Required action: Output all of the data verbatim.

Available data:
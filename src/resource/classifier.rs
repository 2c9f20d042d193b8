use percent_encoding::percent_decode_str;
use url::Url;

use super::types::{document_type_for_extension, document_type_for_mime, DocumentType, DOCUMENT_TYPES};
use super::DocumentInfo;

/// Query parameters that commonly carry the real filename
const FILE_QUERY_PARAMS: &[&str] = &["file", "format", "type", "filename"];

/// Words that make a URL look like a download endpoint
const DOWNLOAD_KEYWORDS: &[&str] = &["download", "attachment", "附件", "文件"];

/// URL-shape document classifier
///
/// Pure function of its input: the same URL always yields the same answer.
#[derive(Debug, Clone, Copy, Default)]
pub struct Classifier {
    include_optional: bool,
}

impl Classifier {
    /// Creates a classifier; `include_optional` enables archive and media types
    pub fn new(include_optional: bool) -> Self {
        Self { include_optional }
    }

    fn types(&self) -> impl Iterator<Item = &'static DocumentType> + '_ {
        DOCUMENT_TYPES
            .iter()
            .filter(move |t| self.include_optional || !t.optional)
    }

    fn lookup(&self, extension: &str) -> Option<&'static DocumentType> {
        document_type_for_extension(extension).filter(|t| self.include_optional || !t.optional)
    }

    /// Classifies a URL string
    ///
    /// Rules are tried in order and the first match wins:
    /// 1. the path ends with a known extension
    /// 2. some path segment is a filename with a known extension
    /// 3. a `file`/`format`/`type`/`filename` query parameter names one
    /// 4. a download keyword and an extension substring both occur in the URL
    ///
    /// Returns None when the URL looks like an ordinary webpage.
    pub fn classify(&self, url: &str) -> Option<DocumentInfo> {
        let trimmed = url.trim();
        if trimmed.is_empty() {
            return None;
        }

        let (path, pairs) = match Url::parse(trimmed) {
            Ok(parsed) => (
                decode(parsed.path()),
                parsed
                    .query_pairs()
                    .map(|(k, v)| (k.to_lowercase(), v.to_lowercase()))
                    .collect::<Vec<_>>(),
            ),
            // Relative or broken URLs are still worth a look
            Err(_) => {
                let without_fragment = trimmed.split('#').next().unwrap_or("");
                let mut parts = without_fragment.splitn(2, '?');
                let path = decode(parts.next().unwrap_or(""));
                let pairs = parts
                    .next()
                    .map(|q| {
                        url::form_urlencoded::parse(q.as_bytes())
                            .map(|(k, v)| (k.to_lowercase(), v.to_lowercase()))
                            .collect()
                    })
                    .unwrap_or_default();
                (path, pairs)
            }
        };

        self.by_path_suffix(&path)
            .or_else(|| self.by_path_segment(&path))
            .or_else(|| self.by_query(&pairs))
            .or_else(|| self.by_keyword(&decode(trimmed)))
            .map(DocumentInfo::from_type)
    }

    /// Classifies a response from its headers
    ///
    /// A known document MIME type wins; otherwise a `Content-Disposition` of
    /// `attachment` (or one naming a document filename) marks a document whose
    /// type comes from that filename, or from the MIME type as an unknown
    /// document.
    pub fn classify_response(
        &self,
        content_type: Option<&str>,
        content_disposition: Option<&str>,
    ) -> Option<DocumentInfo> {
        if let Some(doc_type) = content_type.and_then(document_type_for_mime) {
            if self.include_optional || !doc_type.optional {
                return Some(DocumentInfo::from_type(doc_type));
            }
        }

        let disposition = content_disposition?.trim();
        let lower = disposition.to_lowercase();
        let from_filename = lower
            .split(';')
            .filter_map(|part| part.split_once('='))
            .filter(|(key, _)| key.trim().starts_with("filename"))
            .find_map(|(_, value)| {
                let value = value.trim().trim_matches('"');
                let value = value.rsplit("''").next().unwrap_or(value);
                let decoded = decode(value);
                decoded
                    .rsplit_once('.')
                    .and_then(|(_, ext)| self.lookup(ext))
            });

        if let Some(doc_type) = from_filename {
            return Some(DocumentInfo::from_type(doc_type));
        }

        if lower.starts_with("attachment") {
            let mime = content_type
                .and_then(|ct| ct.split(';').next())
                .map(|m| m.trim().to_lowercase())
                .filter(|m| !m.is_empty())
                .unwrap_or_else(|| "application/octet-stream".to_string());
            return Some(DocumentInfo {
                is_document: true,
                file_type: super::types::UNKNOWN_FILE_TYPE.to_string(),
                mime_type: mime,
                extension: String::new(),
            });
        }

        None
    }

    fn by_path_suffix(&self, path: &str) -> Option<&'static DocumentType> {
        let last = path.rsplit('/').next()?;
        extension_of(last).and_then(|ext| self.lookup(ext))
    }

    fn by_path_segment(&self, path: &str) -> Option<&'static DocumentType> {
        path.split('/')
            .filter(|segment| !segment.is_empty())
            .find_map(|segment| extension_of(segment).and_then(|ext| self.lookup(ext)))
    }

    fn by_query(&self, pairs: &[(String, String)]) -> Option<&'static DocumentType> {
        pairs
            .iter()
            .filter(|(key, _)| FILE_QUERY_PARAMS.contains(&key.as_str()))
            .find_map(|(_, value)| {
                let value = value.trim();
                extension_of(value)
                    .and_then(|ext| self.lookup(ext))
                    .or_else(|| self.lookup(value))
            })
    }

    fn by_keyword(&self, full_url: &str) -> Option<&'static DocumentType> {
        if !DOWNLOAD_KEYWORDS.iter().any(|k| full_url.contains(k)) {
            return None;
        }

        self.types()
            .find(|t| full_url.contains(&format!(".{}", t.extension)))
    }
}

/// Classifies a URL with the core extension table
pub fn classify(url: &str) -> Option<DocumentInfo> {
    Classifier::default().classify(url)
}

/// Classifies a response from its `Content-Type` and `Content-Disposition`
pub fn classify_response(
    content_type: Option<&str>,
    content_disposition: Option<&str>,
) -> Option<DocumentInfo> {
    Classifier::default().classify_response(content_type, content_disposition)
}

fn decode(s: &str) -> String {
    percent_decode_str(s).decode_utf8_lossy().to_lowercase()
}

fn extension_of(name: &str) -> Option<&str> {
    let (stem, ext) = name.rsplit_once('.')?;
    if stem.is_empty() || ext.is_empty() {
        return None;
    }
    Some(ext)
}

Expected answer:
filename src/resource/classifier.rs
repository 2c9f20d042d193b8
use percent_encoding::percent_decode_str;
use url::Url;

use super::types::{document_type_for_extension, document_type_for_mime, DocumentType, DOCUMENT_TYPES};
use super::DocumentInfo;

/// Query parameters that commonly carry the real filename
const FILE_QUERY_PARAMS: &[&str] = &["file", "format", "type", "filename"];

/// Words that make a URL look like a download endpoint
const DOWNLOAD_KEYWORDS: &[&str] = &["download", "attachment", "附件", "文件"];

/// URL-shape document classifier
///
/// Pure function of its input: the same URL always yields the same answer.
#[derive(Debug, Clone, Copy, Default)]
pub struct Classifier {
    include_optional: bool,
}

impl Classifier {
    /// Creates a classifier; `include_optional` enables archive and media types
    pub fn new(include_optional: bool) -> Self {
        Self { include_optional }
    }

    fn types(&self) -> impl Iterator<Item = &'static DocumentType> + '_ {
        DOCUMENT_TYPES
            .iter()
            .filter(move |t| self.include_optional || !t.optional)
    }

    fn lookup(&self, extension: &str) -> Option<&'static DocumentType> {
        document_type_for_extension(extension).filter(|t| self.include_optional || !t.optional)
    }

    /// Classifies a URL string
    ///
    /// Rules are tried in order and the first match wins:
    /// 1. the path ends with a known extension
    /// 2. some path segment is a filename with a known extension
    /// 3. a `file`/`format`/`type`/`filename` query parameter names one
    /// 4. a download keyword and an extension substring both occur in the URL
    ///
    /// Returns None when the URL looks like an ordinary webpage.
    pub fn classify(&self, url: &str) -> Option<DocumentInfo> {
        let trimmed = url.trim();
        if trimmed.is_empty() {
            return None;
        }

        let (path, pairs) = match Url::parse(trimmed) {
            Ok(parsed) => (
                decode(parsed.path()),
                parsed
                    .query_pairs()
                    .map(|(k, v)| (k.to_lowercase(), v.to_lowercase()))
                    .collect::<Vec<_>>(),
            ),
            // Relative or broken URLs are still worth a look
            Err(_) => {
                let without_fragment = trimmed.split('#').next().unwrap_or("");
                let mut parts = without_fragment.splitn(2, '?');
                let path = decode(parts.next().unwrap_or(""));
                let pairs = parts
                    .next()
                    .map(|q| {
                        url::form_urlencoded::parse(q.as_bytes())
                            .map(|(k, v)| (k.to_lowercase(), v.to_lowercase()))
                            .collect()
                    })
                    .unwrap_or_default();
                (path, pairs)
            }
        };

        self.by_path_suffix(&path)
            .or_else(|| self.by_path_segment(&path))
            .or_else(|| self.by_query(&pairs))
            .or_else(|| self.by_keyword(&decode(trimmed)))
            .map(DocumentInfo::from_type)
    }

    /// Classifies a response from its headers
    ///
    /// A known document MIME type wins; otherwise a `Content-Disposition` of
    /// `attachment` (or one naming a document filename) marks a document whose
    /// type comes from that filename, or from the MIME type as an unknown
    /// document.
    pub fn classify_response(
        &self,
        content_type: Option<&str>,
        content_disposition: Option<&str>,
    ) -> Option<DocumentInfo> {
        if let Some(doc_type) = content_type.and_then(document_type_for_mime) {
            if self.include_optional || !doc_type.optional {
                return Some(DocumentInfo::from_type(doc_type));
            }
        }

        let disposition = content_disposition?.trim();
        let lower = disposition.to_lowercase();
        let from_filename = lower
            .split(';')
            .filter_map(|part| part.split_once('='))
            .filter(|(key, _)| key.trim().starts_with("filename"))
            .find_map(|(_, value)| {
                let value = value.trim().trim_matches('"');
                let value = value.rsplit("''").next().unwrap_or(value);
                let decoded = decode(value);
                decoded
                    .rsplit_once('.')
                    .and_then(|(_, ext)| self.lookup(ext))
            });

        if let Some(doc_type) = from_filename {
            return Some(DocumentInfo::from_type(doc_type));
        }

        if lower.starts_with("attachment") {
            let mime = content_type
                .and_then(|ct| ct.split(';').next())
                .map(|m| m.trim().to_lowercase())
                .filter(|m| !m.is_empty())
                .unwrap_or_else(|| "application/octet-stream".to_string());
            return Some(DocumentInfo {
                is_document: true,
                file_type: super::types::UNKNOWN_FILE_TYPE.to_string(),
                mime_type: mime,
                extension: String::new(),
            });
        }

        None
    }

    fn by_path_suffix(&self, path: &str) -> Option<&'static DocumentType> {
        let last = path.rsplit('/').next()?;
        extension_of(last).and_then(|ext| self.lookup(ext))
    }

    fn by_path_segment(&self, path: &str) -> Option<&'static DocumentType> {
        path.split('/')
            .filter(|segment| !segment.is_empty())
            .find_map(|segment| extension_of(segment).and_then(|ext| self.lookup(ext)))
    }

    fn by_query(&self, pairs: &[(String, String)]) -> Option<&'static DocumentType> {
        pairs
            .iter()
            .filter(|(key, _)| FILE_QUERY_PARAMS.contains(&key.as_str()))
            .find_map(|(_, value)| {
                let value = value.trim();
                extension_of(value)
                    .and_then(|ext| self.lookup(ext))
                    .or_else(|| self.lookup(value))
            })
    }

    fn by_keyword(&self, full_url: &str) -> Option<&'static DocumentType> {
        if !DOWNLOAD_KEYWORDS.iter().any(|k| full_url.contains(k)) {
            return None;
        }

        self.types()
            .find(|t| full_url.contains(&format!(".{}", t.extension)))
    }
}

/// Classifies a URL with the core extension table
pub fn classify(url: &str) -> Option<DocumentInfo> {
    Classifier::default().classify(url)
}

/// Classifies a response from its `Content-Type` and `Content-Disposition`
pub fn classify_response(
    content_type: Option<&str>,
    content_disposition: Option<&str>,
) -> Option<DocumentInfo> {
    Classifier::default().classify_response(content_type, content_disposition)
}

fn decode(s: &str) -> String {
    percent_decode_str(s).decode_utf8_lossy().to_lowercase()
}

fn extension_of(name: &str) -> Option<&str> {
    let (stem, ext) = name.rsplit_once('.')?;
    if stem.is_empty() || ext.is_empty() {
        return None;
    }
    Some(ext)
}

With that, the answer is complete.